I am concerned about the Oregon state song (lyrics attached). The first two lines aren't so bad—although one catches a whiff of colonialism—but lines three and four are doozies. What's your take? —Beth F.

I think I speak for most, if not all, Oregonians when I say: We have a state song?
As it turns out, we do. The winner of a 1920 competition sponsored by the Oregon Society of Composers, "Oregon, My Oregon," was adopted as the state song just seven years later. It begins with the aforementioned colonialism and goes downhill from there:

Land of the Empire Builders,
Land of the Golden West
Conquered and held by free men,
Fairest and the best.

Given that Oregon was founded as a whites-only state—the Black Exclusion Laws of the 1850s weren't officially repealed until 1926—the reference to the state's founders being "fair" and "free men" reads like a racist jab. Meanwhile, boasting about the state being "conquered and held" seems calculated to offend Native Americans. Something for everybody! (We won't even get into the part later in the song where our state gets "blessed by the blood of martyrs.")

If you think I'm reading too much into this, you may not realize just how racist 1920s Oregon was. For example, in the 1922 gubernatorial election, challenger Walter M. Pierce unseated incumbent Ben Olcott in part by seeking and receiving an endorsement from the Ku Klux Klan.

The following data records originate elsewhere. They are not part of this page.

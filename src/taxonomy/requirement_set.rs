use crate::taxonomy::identity::{MemberName, MemberSet, Taxonomy};
use serde::Serialize;
use std::collections::BTreeMap;

/// Required members per taxonomy.
///
/// A taxonomy with no entry reads as the empty set; comparisons only ever
/// happen within one taxonomy.
#[derive(Clone, Debug, Default, PartialEq, Eq, Serialize)]
#[serde(transparent)]
pub struct RequirementSet {
    by_taxonomy: BTreeMap<Taxonomy, MemberSet>,
}

impl RequirementSet {
    pub fn new() -> Self {
        Self::default()
    }

    /// Members required for `taxonomy`, empty when nothing was recorded.
    pub fn get(&self, taxonomy: Taxonomy) -> &MemberSet {
        static EMPTY: MemberSet = MemberSet::new();
        self.by_taxonomy.get(&taxonomy).unwrap_or(&EMPTY)
    }

    /// Whether an entry (possibly empty) exists for `taxonomy`.
    pub fn contains(&self, taxonomy: Taxonomy) -> bool {
        self.by_taxonomy.contains_key(&taxonomy)
    }

    /// Record the full member set for `taxonomy`, replacing any previous one.
    pub fn set(&mut self, taxonomy: Taxonomy, members: MemberSet) {
        self.by_taxonomy.insert(taxonomy, members);
    }

    pub fn insert(&mut self, taxonomy: Taxonomy, member: MemberName) {
        self.by_taxonomy.entry(taxonomy).or_default().insert(member);
    }

    pub fn taxonomies(&self) -> impl Iterator<Item = Taxonomy> + '_ {
        self.by_taxonomy.keys().copied()
    }
}
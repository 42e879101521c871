//! Static event-type manifest.
//!
//! Event types cannot be discovered by reflecting over a loaded runtime, so
//! the host library ships a manifest (`data/events.json`) listing every event
//! type, its direct supertype, its extracted description text and any
//! structured requirement annotations. The manifest is schema-checked before
//! deserialization.

use crate::schema_loader::validate_document;
use crate::taxonomy::{EventTypeName, MemberName};
use anyhow::{Context, Result};
use serde::Deserialize;
use std::path::Path;

pub const EVENT_MANIFEST_SCHEMA_VERSION: &str = "reqcheck_events_v1";
pub const EVENT_MANIFEST_SCHEMA_FILE: &str = "event_manifest.schema.json";

#[derive(Clone, Debug, Deserialize)]
pub struct EventManifest {
    pub schema_version: String,
    /// Default namespace root scanned when the caller does not pick one.
    pub namespace: String,
    pub events: Vec<EventEntry>,
}

#[derive(Clone, Debug, Deserialize)]
/// One declared event type.
pub struct EventEntry {
    pub name: EventTypeName,
    #[serde(default)]
    pub supertype: Option<EventTypeName>,
    /// Description text as already extracted by the host's documentation
    /// model. Absent means the type is undocumented.
    #[serde(default)]
    pub description: Option<String>,
    #[serde(default)]
    pub required_permissions: RequiredPermissions,
}

#[derive(Clone, Debug, Default, PartialEq, Eq, Deserialize)]
/// Structured permission annotation attached to an event type.
pub struct RequiredPermissions {
    /// Permissions the event needs to fire at all.
    #[serde(default)]
    pub always: Vec<MemberName>,
    /// Permissions needed only for some accessors or under some conditions.
    #[serde(default)]
    pub sometimes: Vec<MemberName>,
}

impl EventManifest {
    /// Load and schema-check a manifest from disk.
    pub fn load(path: &Path) -> Result<Self> {
        let value = validate_document(
            path,
            EVENT_MANIFEST_SCHEMA_FILE,
            EVENT_MANIFEST_SCHEMA_VERSION,
        )?;
        serde_json::from_value(value).with_context(|| format!("loading {}", path.display()))
    }
}

#[cfg(test)]
mod tests {
    use super::*;
    use serde_json::json;

    #[test]
    fn entries_default_optional_fields() {
        let manifest: EventManifest = serde_json::from_value(json!({
            "schema_version": EVENT_MANIFEST_SCHEMA_VERSION,
            "namespace": "gateway.events",
            "events": [
                {"name": "gateway.events.GenericEvent"},
                {
                    "name": "gateway.events.guild.GuildBanEvent",
                    "supertype": "gateway.events.GenericEvent",
                    "description": "Requires {@link Permission#BAN_MEMBERS}.",
                    "required_permissions": {"always": ["BAN_MEMBERS"]}
                }
            ]
        }))
        .expect("manifest parses");

        let root = &manifest.events[0];
        assert!(root.supertype.is_none());
        assert!(root.description.is_none());
        assert_eq!(root.required_permissions, RequiredPermissions::default());

        let ban = &manifest.events[1];
        assert_eq!(
            ban.supertype.as_ref().map(|s| s.0.as_str()),
            Some("gateway.events.GenericEvent")
        );
        assert_eq!(ban.required_permissions.always, vec![MemberName::new("BAN_MEMBERS")]);
        assert!(ban.required_permissions.sometimes.is_empty());
    }
}
//! Capability taxonomy wiring.
//!
//! This module wraps the JSON catalog under `data/taxonomies.json` that
//! declares the three capability taxonomies (intents, cache flags,
//! permissions), the name each one goes by in documentation references, and
//! the members that exist. Callers use `TaxonomyIndex` for validated lookups.

pub mod identity;
pub mod index;
pub mod model;
pub mod requirement_set;

pub use identity::{EventTypeName, MemberName, MemberSet, Taxonomy, format_members};
pub use index::{TAXONOMY_SCHEMA_VERSION, TaxonomyIndex};
pub use model::{Member, TaxonomyCatalog, TaxonomyDefinition};
pub use requirement_set::RequirementSet;
//! Event-type universe: the static manifest and the hierarchy built from it.

pub mod hierarchy;
pub mod manifest;

pub use hierarchy::{DiscoveryError, EventType, TypeHierarchyIndex};
pub use manifest::{EVENT_MANIFEST_SCHEMA_VERSION, EventEntry, EventManifest, RequiredPermissions};
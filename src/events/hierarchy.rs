//! Supertype/subtype graph over the declared event types.
//!
//! Discovery is strict: every supertype must be declared, names must be
//! unique and the graph must be acyclic. An empty universe is an error
//! because every later check would pass vacuously over it.

use crate::events::manifest::{EventEntry, EventManifest, RequiredPermissions};
use crate::taxonomy::EventTypeName;
use std::collections::{BTreeMap, BTreeSet, VecDeque};
use thiserror::Error;
use tracing::{debug, info};

/// Fatal problems building the type universe.
#[derive(Debug, Clone, PartialEq, Eq, Error)]
pub enum DiscoveryError {
    #[error("namespace root must not be empty")]
    EmptyNamespace,
    #[error("no event types found under namespace '{namespace}'")]
    NoTypesFound { namespace: String },
    #[error("event type {0} is declared more than once")]
    DuplicateType(EventTypeName),
    #[error("event type {event_type} extends undeclared supertype {supertype}")]
    UnknownSupertype {
        event_type: EventTypeName,
        supertype: EventTypeName,
    },
    #[error("supertype chain of {0} is cyclic")]
    Cycle(EventTypeName),
}

#[derive(Clone, Debug, PartialEq, Eq)]
/// One node of the hierarchy. Immutable once discovered.
pub struct EventType {
    pub name: EventTypeName,
    pub supertype: Option<EventTypeName>,
    pub description: Option<String>,
    pub required_permissions: RequiredPermissions,
}

impl From<&EventEntry> for EventType {
    fn from(entry: &EventEntry) -> Self {
        Self {
            name: entry.name.clone(),
            supertype: entry.supertype.clone(),
            description: entry.description.clone(),
            required_permissions: entry.required_permissions.clone(),
        }
    }
}

#[derive(Debug)]
pub struct TypeHierarchyIndex {
    namespace: String,
    declared: BTreeMap<EventTypeName, EventType>,
    children: BTreeMap<EventTypeName, BTreeSet<EventTypeName>>,
    universe: BTreeSet<EventTypeName>,
}

impl TypeHierarchyIndex {
    /// Build the index for every manifest type under `root_namespace`.
    ///
    /// Types outside the namespace still contribute edges, so a subtype
    /// relation that passes through them is preserved, but they are never
    /// part of the checked universe.
    pub fn discover(manifest: &EventManifest, root_namespace: &str) -> Result<Self, DiscoveryError> {
        let namespace = root_namespace.trim();
        if namespace.is_empty() {
            return Err(DiscoveryError::EmptyNamespace);
        }

        let mut declared = BTreeMap::new();
        for entry in &manifest.events {
            if declared.contains_key(&entry.name) {
                return Err(DiscoveryError::DuplicateType(entry.name.clone()));
            }
            declared.insert(entry.name.clone(), EventType::from(entry));
        }

        let mut children: BTreeMap<EventTypeName, BTreeSet<EventTypeName>> = BTreeMap::new();
        for event in declared.values() {
            let Some(supertype) = &event.supertype else {
                continue;
            };
            if !declared.contains_key(supertype) {
                return Err(DiscoveryError::UnknownSupertype {
                    event_type: event.name.clone(),
                    supertype: supertype.clone(),
                });
            }
            children
                .entry(supertype.clone())
                .or_default()
                .insert(event.name.clone());
        }
        reject_cycles(&declared)?;

        let universe: BTreeSet<EventTypeName> = declared
            .keys()
            .filter(|name| name.is_within(namespace))
            .cloned()
            .collect();
        if universe.is_empty() {
            return Err(DiscoveryError::NoTypesFound {
                namespace: namespace.to_string(),
            });
        }

        info!(
            namespace,
            types = universe.len(),
            declared = declared.len(),
            "discovered event types"
        );
        Ok(Self {
            namespace: namespace.to_string(),
            declared,
            children,
            universe,
        })
    }

    pub fn namespace(&self) -> &str {
        &self.namespace
    }

    /// Number of types in the checked universe.
    pub fn len(&self) -> usize {
        self.universe.len()
    }

    pub fn is_empty(&self) -> bool {
        self.universe.is_empty()
    }

    /// Whether `name` belongs to the checked universe.
    pub fn contains(&self, name: &EventTypeName) -> bool {
        self.universe.contains(name)
    }

    /// Whether `name` appears anywhere in the manifest, inside the namespace
    /// or not.
    pub fn is_declared(&self, name: &EventTypeName) -> bool {
        self.declared.contains_key(name)
    }

    pub fn get(&self, name: &EventTypeName) -> Option<&EventType> {
        self.declared.get(name)
    }

    /// Iterates the checked universe in name order.
    pub fn types(&self) -> impl Iterator<Item = &EventType> {
        self.universe
            .iter()
            .filter_map(|name| self.declared.get(name))
    }

    pub fn supertype_of(&self, name: &EventTypeName) -> Option<&EventTypeName> {
        self.declared.get(name)?.supertype.as_ref()
    }

    /// Supertype chain of `name`, nearest first.
    pub fn ancestors_of(&self, name: &EventTypeName) -> Vec<&EventTypeName> {
        let mut chain = Vec::new();
        let mut current = self.supertype_of(name);
        while let Some(supertype) = current {
            chain.push(supertype);
            current = self.supertype_of(supertype);
        }
        chain
    }

    /// Reflexive subtype test: a type is assignable to itself and to every
    /// ancestor.
    pub fn is_assignable_to(&self, name: &EventTypeName, ancestor: &EventTypeName) -> bool {
        name == ancestor || self.ancestors_of(name).contains(&ancestor)
    }

    /// Every direct or indirect subtype of `name` inside the universe.
    pub fn subtypes_of(&self, name: &EventTypeName) -> BTreeSet<EventTypeName> {
        let mut found = BTreeSet::new();
        let mut queue: VecDeque<&EventTypeName> = VecDeque::from([name]);
        while let Some(current) = queue.pop_front() {
            let Some(direct) = self.children.get(current) else {
                continue;
            };
            for child in direct {
                if self.universe.contains(child) {
                    found.insert(child.clone());
                }
                queue.push_back(child);
            }
        }
        debug!(event_type = %name, subtypes = found.len(), "resolved subtypes");
        found
    }
}

fn reject_cycles(declared: &BTreeMap<EventTypeName, EventType>) -> Result<(), DiscoveryError> {
    for start in declared.keys() {
        let mut current = start;
        let mut steps = 0usize;
        while let Some(next) = declared.get(current).and_then(|event| event.supertype.as_ref()) {
            steps += 1;
            if steps > declared.len() {
                return Err(DiscoveryError::Cycle(start.clone()));
            }
            current = next;
        }
    }
    Ok(())
}

#[cfg(test)]
mod tests {
    use super::*;
    use crate::events::manifest::EVENT_MANIFEST_SCHEMA_VERSION;
    use serde_json::{Value, json};

    fn manifest(events: Value) -> EventManifest {
        serde_json::from_value(json!({
            "schema_version": EVENT_MANIFEST_SCHEMA_VERSION,
            "namespace": "ev",
            "events": events
        }))
        .expect("manifest fixture parses")
    }

    fn name(raw: &str) -> EventTypeName {
        EventTypeName(raw.to_string())
    }

    fn sample() -> EventManifest {
        manifest(json!([
            {"name": "ev.Root"},
            {"name": "ev.guild.GuildEvent", "supertype": "ev.Root"},
            {"name": "ev.guild.BanEvent", "supertype": "ev.guild.GuildEvent"},
            {"name": "ext.Bridge", "supertype": "ev.guild.GuildEvent"},
            {"name": "ev.guild.BridgedEvent", "supertype": "ext.Bridge"},
            {"name": "ev.user.UserEvent", "supertype": "ev.Root"}
        ]))
    }

    #[test]
    fn subtypes_are_transitive_and_skip_foreign_types() {
        let index = TypeHierarchyIndex::discover(&sample(), "ev").expect("discover");
        assert_eq!(index.len(), 5);
        assert!(!index.contains(&name("ext.Bridge")));
        assert!(index.is_declared(&name("ext.Bridge")));

        let subtypes = index.subtypes_of(&name("ev.guild.GuildEvent"));
        assert_eq!(
            subtypes,
            BTreeSet::from([name("ev.guild.BanEvent"), name("ev.guild.BridgedEvent")])
        );
        assert_eq!(index.subtypes_of(&name("ev.Root")).len(), 4);
        assert!(index.subtypes_of(&name("ev.user.UserEvent")).is_empty());
    }

    #[test]
    fn ancestors_are_nearest_first() {
        let index = TypeHierarchyIndex::discover(&sample(), "ev").expect("discover");
        let chain: Vec<_> = index
            .ancestors_of(&name("ev.guild.BridgedEvent"))
            .into_iter()
            .map(|n| n.0.as_str())
            .collect();
        assert_eq!(chain, vec!["ext.Bridge", "ev.guild.GuildEvent", "ev.Root"]);
        assert!(index.is_assignable_to(&name("ev.guild.BanEvent"), &name("ev.guild.BanEvent")));
        assert!(index.is_assignable_to(&name("ev.guild.BanEvent"), &name("ev.Root")));
        assert!(!index.is_assignable_to(&name("ev.Root"), &name("ev.guild.BanEvent")));
    }

    #[test]
    fn namespace_narrows_universe() {
        let index = TypeHierarchyIndex::discover(&sample(), "ev.guild").expect("discover");
        let names: Vec<_> = index.types().map(|t| t.name.0.as_str()).collect();
        assert_eq!(
            names,
            vec!["ev.guild.BanEvent", "ev.guild.BridgedEvent", "ev.guild.GuildEvent"]
        );
        assert_eq!(index.namespace(), "ev.guild");
    }

    #[test]
    fn empty_universe_is_fatal() {
        let err = TypeHierarchyIndex::discover(&sample(), "nothing.here").unwrap_err();
        assert_eq!(
            err,
            DiscoveryError::NoTypesFound {
                namespace: "nothing.here".to_string()
            }
        );
        assert_eq!(
            TypeHierarchyIndex::discover(&sample(), "  ").unwrap_err(),
            DiscoveryError::EmptyNamespace
        );
    }

    #[test]
    fn malformed_graphs_are_rejected() {
        let unknown = manifest(json!([{"name": "ev.A", "supertype": "ev.Missing"}]));
        assert!(matches!(
            TypeHierarchyIndex::discover(&unknown, "ev"),
            Err(DiscoveryError::UnknownSupertype { .. })
        ));

        let duplicate = manifest(json!([{"name": "ev.A"}, {"name": "ev.A"}]));
        assert_eq!(
            TypeHierarchyIndex::discover(&duplicate, "ev").unwrap_err(),
            DiscoveryError::DuplicateType(name("ev.A"))
        );

        let cyclic = manifest(json!([
            {"name": "ev.A", "supertype": "ev.B"},
            {"name": "ev.B", "supertype": "ev.A"}
        ]));
        assert!(matches!(
            TypeHierarchyIndex::discover(&cyclic, "ev"),
            Err(DiscoveryError::Cycle(_))
        ));
    }
}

As governor, Pierce posed—on purpose—for newspaper pictures with hooded Klansmen, as did Portland's mayor and chief of police. This was considered normal. Frankly, it would be surprising if something written in this time and place weren't racist.

In any case, Beth, you're not the first to notice the problematic nature of our regional hymn. A bill introduced in the Oregon House in 2017 would have recast the cringiest lines with some more generic "majestic mountains"-type stuff.

That bill died in committee, but a source close to the process told me it will be reintroduced soon. Call me crazy, but I have a weird feeling it might get a fairer hearing this time around.